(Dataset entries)
——
//! Axum route handlers for PDF export.

use axum::{
    extract::{Path, Query, State},
    http::{header, HeaderValue},
    response::{IntoResponse, Response},
    Json,
};
use uuid::Uuid;

use crate::errors::AppError;
use crate::export::{export_pdf, PdfExport};
use crate::models::resume::ResumeDocument;
use crate::render::handlers::RenderOverrides;
use crate::resumes::handlers::UserIdQuery;
use crate::resumes::store;
use crate::state::AppState;

impl IntoResponse for PdfExport {
    fn into_response(self) -> Response {
        let disposition = HeaderValue::from_str(&self.content_disposition())
            .unwrap_or_else(|_| HeaderValue::from_static("attachment; filename=\"resume.pdf\""));

        (
            [
                (header::CONTENT_TYPE, HeaderValue::from_static("application/pdf")),
                (header::CONTENT_DISPOSITION, disposition),
            ],
            self.pdf,
        )
            .into_response()
    }
}

/// POST /api/v1/render/pdf
///
/// Exports an unsaved draft straight from the builder.
pub async fn handle_export_draft(
    State(state): State<AppState>,
    Query(overrides): Query<RenderOverrides>,
    Json(document): Json<ResumeDocument>,
) -> Result<PdfExport, AppError> {
    let (template, color_theme) = overrides.resolve(&document);
    export_pdf(state.rasterizer.as_ref(), &document, template, color_theme).await
}

/// GET /api/v1/resumes/:id/pdf
pub async fn handle_export_stored(
    State(state): State<AppState>,
    Path(id): Path<Uuid>,
    Query(params): Query<UserIdQuery>,
    Query(overrides): Query<RenderOverrides>,
) -> Result<PdfExport, AppError> {
    let row = store::get_resume(&state.db, params.user_id, id).await?;
    let (template, color_theme) = overrides.resolve(&row.document);
    export_pdf(state.rasterizer.as_ref(), &row.document, template, color_theme).await
}
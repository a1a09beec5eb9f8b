//! Portfolio URL slugs.

use uuid::Uuid;

const MAX_SLUG_CHARS: usize = 60;
const FALLBACK_STEM: &str = "portfolio";

/// Lowercase ASCII alphanumerics separated by single hyphens.
pub fn slugify(raw: &str) -> String {
    let mut slug = String::with_capacity(raw.len());
    for c in raw.chars() {
        if c.is_ascii_alphanumeric() {
            slug.push(c.to_ascii_lowercase());
        } else if !slug.is_empty() && !slug.ends_with('-') {
            slug.push('-');
        }
    }
    let capped: String = slug.chars().take(MAX_SLUG_CHARS).collect();
    capped.trim_end_matches('-').to_string()
}

/// `<slugified-name>-<8 hex>`; the suffix keeps generated slugs unique.
pub fn generate_slug(name: &str) -> String {
    let stem = slugify(name);
    let stem = if stem.is_empty() { FALLBACK_STEM } else { &stem };
    let suffix = Uuid::new_v4().simple().to_string();
    format!("{stem}-{}", &suffix[..8])
}

/// Slug to write when publishing. Returns `None` when the stored slug should
/// be left as is: unpublishing, or republishing a resume that already has one.
pub fn slug_for_publish(
    existing: Option<&str>,
    is_published: bool,
    custom: Option<&str>,
    name: &str,
) -> Option<String> {
    if !is_published || existing.is_some() {
        return None;
    }
    let custom = custom.map(slugify).filter(|s| !s.is_empty());
    Some(custom.unwrap_or_else(|| generate_slug(name)))
}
——
• **PROMPT**
Look for the string "PdfExport" in the entries above. Copy every line that has it.

• **RESPONSE AREA**
use crate::export::{export_pdf, PdfExport};
impl IntoResponse for PdfExport {
) -> Result<PdfExport, AppError> {
) -> Result<PdfExport, AppError> {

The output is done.